Хозяин, в отличие от жены, по-русски не говорит вовсе, и ему проще, будто бы не понимая отговорок, заманить нас за стол. Как только мы падаем на стулья, возникают кувшинчик с ракией, вино, обломки пахучего белого сыра и тонко наструганная ветчина. Все это в семье готовят сами. Ракию варят из фруктов своего сада, получая по 100 литров вышибающей слезу самогонки каждую осень. А высоко в горах нагуливают будущую ветчину поросята, из которых поздней осенью и получается негушка пршут. Ну пршут, понятно, — ветчина, но если негушкой называется какая-то часть свиньи, это еще один плюс черногорцам. Наверное, Балканы все же не Крым, а такой европейский Кавказ: если пригласили на рюмочку с бутербродом, то угощать будут, пока на ногах держишься. От самодельного красного вина язык становится фиолетовым, и после первого стакана надо успеть попрощаться до завтра.
+++
В крепости время ужина.
— Вход — два евро. Но ты подожди: мы в шесть часов уйдем, будет бесплатно.
Столы стоят прямо на улице, в окне кто-то пилит на скрипке Вивальди, ходят важные толстые чайки — картинка как из фильма Иоселиани.
Идти на крепостную стену долго: ступеньки шатаются, лестница делает множество поворотов к дозорным башням, на оружейные площадки, к маленькой церкви с горящей внутри лампадкой. Внизу светится город и покачиваются корабли у причала, с другой стороны на полкилометра обрываются гладкие скалы.
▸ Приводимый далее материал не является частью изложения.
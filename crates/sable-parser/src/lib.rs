pub mod ast;
pub mod error;
pub mod loader;
pub mod parser;
pub mod pest_parser;

// Re-export commonly used items
pub use ast::{Expr, File, Import, ModuleGraph, Pos, Stmt};
pub use error::ParseError;
pub use loader::{FsLoader, MemoryLoader, SourceLoader};
pub use pest_parser::{parse, parse_file};
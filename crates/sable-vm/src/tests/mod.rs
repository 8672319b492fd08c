//! Integration tests for the VM

mod vm_integration_tests;
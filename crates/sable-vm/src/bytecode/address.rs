//! Instruction operands

use std::fmt;

/// Where an operand lives.
#[derive(Debug, Clone, Copy, PartialEq, Eq, Hash, Default)]
pub enum AddressKind {
    #[default]
    Void,
    /// A register of the current frame.
    Local,
    /// A register of the global frame.
    Global,
    /// An entry of the constant pool.
    Constant,
    /// A captured variable of the running closure.
    Closure,
    Enum,
    Function,
    NativeFunction,
    Class,
    /// The value itself: a pc, a count or a small integer.
    Immediate,
    /// A reference the compiler resolves once every file is compiled.
    Unresolved,
}

impl AddressKind {
    fn suffix(&self) -> &'static str {
        match self {
            AddressKind::Void => "",
            AddressKind::Local => "L",
            AddressKind::Global => "G",
            AddressKind::Constant => "K",
            AddressKind::Closure => "C",
            AddressKind::Enum => "E",
            AddressKind::Function => "F",
            AddressKind::NativeFunction => "N",
            AddressKind::Class => "A",
            AddressKind::Immediate => "I",
            AddressKind::Unresolved => "U",
        }
    }
}

/// An instruction operand.
#[derive(Debug, Clone, Copy, PartialEq, Eq, Hash, Default)]
pub struct Address {
    pub kind: AddressKind,
    pub value: i32,
}

impl Address {
    pub const VOID: Address = Address {
        kind: AddressKind::Void,
        value: 0,
    };

    pub const fn new(kind: AddressKind, value: i32) -> Self {
        Address { kind, value }
    }

    pub const fn local(index: usize) -> Self {
        Address::new(AddressKind::Local, index as i32)
    }

    pub const fn global(index: usize) -> Self {
        Address::new(AddressKind::Global, index as i32)
    }

    pub const fn constant(index: usize) -> Self {
        Address::new(AddressKind::Constant, index as i32)
    }

    pub const fn closure(index: usize) -> Self {
        Address::new(AddressKind::Closure, index as i32)
    }

    pub const fn function(index: usize) -> Self {
        Address::new(AddressKind::Function, index as i32)
    }

    pub const fn native(index: usize) -> Self {
        Address::new(AddressKind::NativeFunction, index as i32)
    }

    pub const fn enumeration(index: usize) -> Self {
        Address::new(AddressKind::Enum, index as i32)
    }

    pub const fn class(index: usize) -> Self {
        Address::new(AddressKind::Class, index as i32)
    }

    pub const fn imm(value: i32) -> Self {
        Address::new(AddressKind::Immediate, value)
    }

    pub const fn unresolved(index: usize) -> Self {
        Address::new(AddressKind::Unresolved, index as i32)
    }

    pub fn is_void(&self) -> bool {
        self.kind == AddressKind::Void
    }

    /// True when the operand names a register slot.
    pub fn is_register(&self) -> bool {
        matches!(
            self.kind,
            AddressKind::Local | AddressKind::Global | AddressKind::Closure
        )
    }

    pub fn index(&self) -> usize {
        self.value.max(0) as usize
    }
}

impl fmt::Display for Address {
    fn fmt(&self, f: &mut fmt::Formatter<'_>) -> fmt::Result {
        if self.kind == AddressKind::Void {
            return f.pad("--");
        }
        f.pad(&format!("{}{}", self.value, self.kind.suffix()))
    }
}

#[cfg(test)]
mod tests {
    use super::*;

    #[test]
    fn test_address_display() {
        assert_eq!(Address::VOID.to_string(), "--");
        assert_eq!(Address::local(3).to_string(), "3L");
        assert_eq!(Address::constant(0).to_string(), "0K");
        assert_eq!(Address::imm(-2).to_string(), "-2I");
        assert_eq!(format!("{:>6}", Address::global(12)), "   12G");
    }
}
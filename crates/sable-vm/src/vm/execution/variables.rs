//! Register and constant instruction execution

use crate::bytecode::Instruction;
use crate::error::VmError;
use crate::opcode::OpCode;
use crate::vm::result::ExecutionResult;
use crate::vm::Vm;
use sable_types::Value;

impl Vm {
    /// Execute register moves and constant loads
    pub(crate) fn execute_variables(&mut self, instr: Instruction) -> Result<ExecutionResult, VmError> {
        let Instruction { opcode, a, b, c } = instr;

        match opcode {
            OpCode::LoadConstant | OpCode::Move => {
                let value = self.get(b)?;
                self.set(a, value)?;
                Ok(ExecutionResult::Next)
            }

            OpCode::MoveAndTest => {
                let value = self.get(b)?;
                let truthy = value.is_truthy();
                self.set(a, value)?;
                self.set(c, Value::Bool(truthy))?;
                Ok(ExecutionResult::Next)
            }

            // Arms the next optional link: B is the distance to the end of
            // the chain and C the register that receives null.
            OpCode::SetRegister => {
                self.opt_skip = b.value;
                self.opt_dest = c;
                Ok(ExecutionResult::Next)
            }

            OpCode::ReadNativeProperty => {
                let value = self.call_native(b.index(), &Value::Null, &[])?;
                self.set(a, value)?;
                Ok(ExecutionResult::Next)
            }

            _ => unreachable!("Non-variable opcode in variable handler"),
        }
    }
}
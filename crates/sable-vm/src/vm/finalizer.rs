//! Resources released when a frame ends

use sable_types::sync::Arc;
use sable_types::{HostObject, ScriptError};

/// Something to close when the frame that registered it exits, normally
/// or by an error. Global finalizers run when the whole run ends.
pub trait Finalizer: Send {
    fn close(&mut self) -> Result<(), ScriptError>;
}

/// Host objects close through their own hook.
impl Finalizer for Arc<dyn HostObject> {
    fn close(&mut self) -> Result<(), ScriptError> {
        HostObject::close(self.as_ref())
    }
}
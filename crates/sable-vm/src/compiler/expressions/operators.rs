//! Operator compilation

use crate::bytecode::Address;
use crate::compiler::control_flow::{JUMP_IF_FALSE, JUMP_IF_NOT_NIL, JUMP_IF_TRUE};
use crate::compiler::Compiler;
use crate::error::CompileError;
use crate::opcode::OpCode;
use sable_parser::ast::{BinaryOp, Expr, Literal, UnaryOp};
use sable_parser::Pos;
use sable_types::Value;

fn unary_symbol(op: UnaryOp) -> &'static str {
    match op {
        UnaryOp::Neg => "-",
        UnaryOp::Not => "!",
        UnaryOp::BitNot => "~",
    }
}

impl Compiler {
    pub(crate) fn compile_unary(&mut self, op: UnaryOp, operand: &Expr, pos: Pos, dest: Address) -> Result<Address, CompileError> {
        // fold literals
        if let Expr::Constant { value, .. } = operand {
            let folded = match (op, value) {
                (UnaryOp::Neg, Literal::Int(n)) => Value::Int(n.wrapping_neg()),
                (UnaryOp::BitNot, Literal::Int(n)) => Value::Int(!n),
                (UnaryOp::Neg, Literal::Float(f)) => Value::Float(-f),
                (UnaryOp::Not, Literal::Bool(b)) => Value::Bool(!b),
                _ => {
                    return Err(self.error(
                        format!("Invalid unary operator {}", unary_symbol(op)),
                        pos,
                    ))
                }
            };
            let k = self.add_constant(folded);
            if dest.is_void() {
                return Ok(k);
            }
            self.emit(OpCode::LoadConstant, dest, k, Address::VOID, pos);
            return Ok(dest);
        }

        let v = self.compile_expr(operand, Address::VOID)?;
        let dest = self.dest_or_temp(dest);
        let opcode = match op {
            UnaryOp::Neg => OpCode::Unm,
            UnaryOp::Not => OpCode::Not,
            UnaryOp::BitNot => OpCode::BitwiseNot,
        };
        self.emit(opcode, dest, v, Address::VOID, pos);
        Ok(dest)
    }

    pub(crate) fn compile_binary(
        &mut self,
        op: BinaryOp,
        left: &Expr,
        right: &Expr,
        pos: Pos,
        dest: Address,
    ) -> Result<Address, CompileError> {
        match op {
            BinaryOp::And | BinaryOp::Or => return self.compile_logical(op, left, right, pos, dest),
            BinaryOp::Nullish => return self.compile_nullish(left, right, pos, dest),
            _ => {}
        }

        let l = self.compile_expr(left, Address::VOID)?;
        let r = self.compile_expr(right, Address::VOID)?;
        let dest = self.dest_or_temp(dest);

        let (opcode, a, b) = match op {
            BinaryOp::Add => (OpCode::Add, l, r),
            BinaryOp::Sub => (OpCode::Subtract, l, r),
            BinaryOp::Mul => (OpCode::Multiply, l, r),
            BinaryOp::Div => (OpCode::Divide, l, r),
            BinaryOp::Mod => (OpCode::Modulo, l, r),
            BinaryOp::Pow => (OpCode::Exponentiate, l, r),
            BinaryOp::BitOr => (OpCode::BinaryOr, l, r),
            BinaryOp::BitAnd => (OpCode::And, l, r),
            BinaryOp::BitXor => (OpCode::Xor, l, r),
            BinaryOp::Shl => (OpCode::LeftShift, l, r),
            BinaryOp::Shr => (OpCode::RightShift, l, r),
            BinaryOp::Eq => (OpCode::Equal, l, r),
            BinaryOp::NotEq => (OpCode::NotEqual, l, r),
            BinaryOp::StrictEq => (OpCode::StrictEqual, l, r),
            BinaryOp::StrictNotEq => (OpCode::StrictNotEqual, l, r),
            BinaryOp::Less => (OpCode::Less, l, r),
            BinaryOp::LessEq => (OpCode::LessOrEqual, l, r),
            // a > b is b < a
            BinaryOp::Greater => (OpCode::Less, r, l),
            BinaryOp::GreaterEq => (OpCode::LessOrEqual, r, l),
            BinaryOp::And | BinaryOp::Or | BinaryOp::Nullish => {
                return Err(self.error(format!("Unknown operator {}", op.symbol()), pos))
            }
        };

        self.emit(opcode, dest, a, b, pos);
        Ok(dest)
    }

    /// `a && b` and `a || b` evaluate `b` only when needed and yield the
    /// operand that decided the result.
    fn compile_logical(&mut self, op: BinaryOp, left: &Expr, right: &Expr, pos: Pos, dest: Address) -> Result<Address, CompileError> {
        let dest = self.dest_or_temp(dest);
        let flag = self.new_temp_register();

        let l = self.compile_expr(left, Address::VOID)?;
        self.emit(OpCode::MoveAndTest, dest, l, flag, pos);

        let mode = if op == BinaryOp::And { JUMP_IF_FALSE } else { JUMP_IF_TRUE };
        let jump = self.emit(OpCode::TestJump, flag, Address::VOID, Address::imm(mode), pos);
        let start = self.pc();

        let r = self.compile_expr(right, Address::VOID)?;
        self.move_to(dest, r, pos);

        let len = (self.pc() - start) as i32;
        self.instr_mut(jump).b = Address::imm(len);
        Ok(dest)
    }

    fn compile_nullish(&mut self, left: &Expr, right: &Expr, pos: Pos, dest: Address) -> Result<Address, CompileError> {
        let dest = self.dest_or_temp(dest);

        let l = self.compile_expr(left, Address::VOID)?;
        self.move_to(dest, l, pos);

        let jump = self.emit(OpCode::TestJump, l, Address::VOID, Address::imm(JUMP_IF_NOT_NIL), pos);
        let start = self.pc();

        let r = self.compile_expr(right, Address::VOID)?;
        self.move_to(dest, r, pos);

        let len = (self.pc() - start) as i32;
        self.instr_mut(jump).b = Address::imm(len);
        Ok(dest)
    }

    pub(crate) fn compile_ternary(
        &mut self,
        cond: &Expr,
        then: &Expr,
        otherwise: &Expr,
        pos: Pos,
        dest: Address,
    ) -> Result<Address, CompileError> {
        let dest = self.dest_or_temp(dest);

        let c = self.compile_expr(cond, Address::VOID)?;
        let to_else = self.emit(OpCode::TestJump, c, Address::VOID, Address::imm(JUMP_IF_FALSE), pos);
        let then_start = self.pc();

        self.compile_expr(then, dest)?;
        let to_end = self.emit(OpCode::Jump, Address::VOID, Address::VOID, Address::VOID, pos);

        let else_start = self.pc();
        self.instr_mut(to_else).b = Address::imm((else_start - then_start) as i32);

        self.compile_expr(otherwise, dest)?;
        let len = (self.pc() - else_start) as i32;
        self.instr_mut(to_end).a = Address::imm(len);
        Ok(dest)
    }
}
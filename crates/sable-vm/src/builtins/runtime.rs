//! Runtime introspection: runtime.steps

use crate::error::VmError;
use crate::vm::Vm;
use sable_types::Value;

/// `runtime.steps`: instructions executed so far.
pub fn vm_steps(vm: &mut Vm, _this: &Value, _args: &[Value]) -> Result<Value, VmError> {
    Ok(Value::Int(vm.steps() as i64))
}
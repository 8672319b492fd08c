//! Shared-state aliases used by every container value.
//!
//! parking_lot locks do not poison, so a script error raised while a map is
//! borrowed never leaves the map unusable for other VM instances.

pub use parking_lot::{Mutex, MutexGuard, RwLock, RwLockReadGuard, RwLockWriteGuard};
pub use std::sync::Arc;

/// Alias for the common pattern Arc<RwLock<T>>
pub type Shared<T> = Arc<RwLock<T>>;

/// Helper to create Shared<T> easily
pub fn shared<T>(value: T) -> Shared<T> {
    Arc::new(RwLock::new(value))
}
Когда на крепостной стене включают фонари, ни ступеней обратного пути, ни самой крепости, ни города, ни причала уже не видно, остается только отраженная в воде сияющая арка крепости.
+++
Утром, еще затемно, кто-то сказал «бу». Звук заметался между горами. Все население бухты высыпало на улицу. Мимо ехала белоснежная стена восьмиэтажного дома. На палубе суетилась команда. Кто-то размахивал шляпой. Вода подбиралась к асфальту на дороге. Лайнер полностью заслонил город, да так и остался на якоре посреди залива.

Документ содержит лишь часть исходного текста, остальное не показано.